Para abrir as minhas resenhas sobre
clássicos, escolhi uma das histórias mais tocantes que já li, e talvez uma das
mais belas. É verdade que quando falamos em clássicos imaginamos obras que
estão separadas de nós por pelo menos um século de distância, mas não é preciso
recuar aos tempos do “vossemecê” para se encontrar um desses grandes livros. E
nem precisa o livro ser “grande” no sentido mais literal da palavra. Existem
clássicos que são “pequenos”, do tamanho que se pode ler em uma sentada, sendo
que alguns deles foram escritos ainda ali, no século XX. É o caso da obra Ratos e homens (L&PM, 2011), do
ganhador do Prêmio Nobel de 1962, o americano John Steinbeck.
Com uma variação de páginas que pode ir
de 90 até 140 páginas dependendo da diagramação e do tipo de edição, Ratos e homens se tornou desde sua
primeira publicação uma obra célebre. Além de tornar seu autor mais conhecido
no cenário literário, arrebanhando mais leitores, a obra conseguiu combinar com
maestria o estilo e a técnica de um escritor maduro, visível no narrador, com a
forma coloquial da fala, mais precisamente o estilo caipira, presente em cada
dialogo do romance, o que por si só foi uma grande prova de domínio estilístico.
Mas vamos parar de palavrório, e ir ao ponto:
O romance se passa durante a depressão econômica
dos anos 1920 nos EUA, e contam a história de dois amigos que, no mínimo, são
bastante incomuns.

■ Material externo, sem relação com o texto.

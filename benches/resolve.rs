//! Resolution benchmarks
//!
//! Run with: cargo bench --features benchmark

use std::hint::black_box;

use criterion::{Criterion, criterion_group, criterion_main};

use chrono::{NaiveDate, NaiveDateTime};
use homeroom::{
    ScheduleEntry, Weekday, build_daily_agenda, resolve_current_moment, subject_color_tag,
};

fn full_week() -> Vec<ScheduleEntry> {
    let subjects = ["Math", "Physics", "Chemistry", "History", "English", "Art", "Music", "PE"];
    let mut entries = Vec::new();
    for weekday in Weekday::ALL {
        for period in 1u8..=8 {
            entries.push(ScheduleEntry::new(
                weekday,
                period,
                "08:10-09:00",
                subjects[(period - 1) as usize],
            ));
        }
    }
    entries
}

fn sample_times() -> Vec<NaiveDateTime> {
    let monday = NaiveDate::from_ymd_opt(2026, 8, 3).unwrap();
    [(8, 30), (9, 5), (12, 30), (16, 30), (22, 0)]
        .into_iter()
        .map(|(h, m)| monday.and_hms_opt(h, m, 0).unwrap())
        .collect()
}

fn bench_resolve_moment(c: &mut Criterion) {
    let entries = full_week();
    let times = sample_times();

    c.bench_function("resolve_current_moment/full_week", |b| {
        b.iter(|| {
            for &now in &times {
                black_box(resolve_current_moment(black_box(&entries), now));
            }
        })
    });
}

fn bench_build_agenda(c: &mut Criterion) {
    let entries = full_week();

    c.bench_function("build_daily_agenda/full_week", |b| {
        b.iter(|| black_box(build_daily_agenda(black_box(&entries), Weekday::Wed)))
    });
}

fn bench_color_tag(c: &mut Criterion) {
    c.bench_function("subject_color_tag", |b| {
        b.iter(|| black_box(subject_color_tag(black_box("Computer Science"))))
    });
}

criterion_group!(benches, bench_resolve_moment, bench_build_agenda, bench_color_tag);
criterion_main!(benches);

Trata-se pois de um homem baixo, com uma ligeira
familiaridade com os roedores que batizam o título, mas que é dotado de um cérebro
incomum para homens com seu nível de instrução, e seu companheiro, um gigante
assustador, mas que tem um coração e uma mente infantis. Juntos, esse exemplo
de contraste, formam uma amizade de toda incomum, enquanto viajam pelo país em
procura de emprego nas grandes fazendas do interior americano.
George – o cara
de rato – até levaria uma vida mais fácil devido a sua astucia, se não fosse
seu enorme amigo, Lennie, que por ter uma cérebro de criança e uma força de
Golias, está sempre causando confusão e metendo os dois em sérios problemas.
Mas, entre um tragicomédia e outra, eles conseguem juntar algum dinheiro, e vão
sonhando em realizar um sonho: serem donos de uma pequena propriedade rural,
uma terrinha simples, mas que seja deles. E no caminho desse sonhos, eles são
levados até uma fazenda da Califórnia, onde suas vidas e a vida de outros peões
dão início ao conflito do romance, pois muita dor separa os dois amigos de seu
sonho.
John Steinbeck |
Para começar, o filho do dono da fazenda
gosta de desafiar os grandões, enquanto sua jovem esposa adora cair nas graças
dos peões da fazenda, e logo Lennie se vê alvo de uma dupla bastante malévola.
Mas nesse meio tempo, os dois amigos conheceram outros homens como eles, como o
velho capaz, que já raquítico e fraco, está disposto a colocar todas as suas
economias no sonho dos amigos. E o cavalariço negro, que em plena era da
segregação racial americana encontra nos estranhos amigos um vislumbre para sua
felicidade.
Assim, essa história se torna, antes de
tudo, uma história sobre os sonhos humanos, e a brutalidade do mundo em que
vivemos, Uma história sobre como coisas frágeis e belas tendem a ser
despedaçadas por uma realidade apática e materialista, que reduz homens, como
insinua o título, à ratos. Mas é também uma história sobre a solidão humana.
Sobre como homens sem nenhuma esperança se encontram, e como buscamos, em
iguais, e em cada réstia longínqua de sonhos, nos tornar completos. E nesse
sentido, o livro é atemporal.
É uma das histórias mais tocantes que já
li, e embora não tenha me levado às lágrimas, não me manteve apático, longe
disso! Steinbeck é um ótimo criador de tipos, e em seus personagens encontramos
vida e vigor, sendo impossível não se apaixonar. E embora o destino não vá ser
clemente com a dupla de amigos, em sua tragédia nós, os leitores, encontramos
aquela que talvez seja a mais sublime catarse de todas: a lembrança de que não
é o mundo, mas os sonhos que fazem os homens.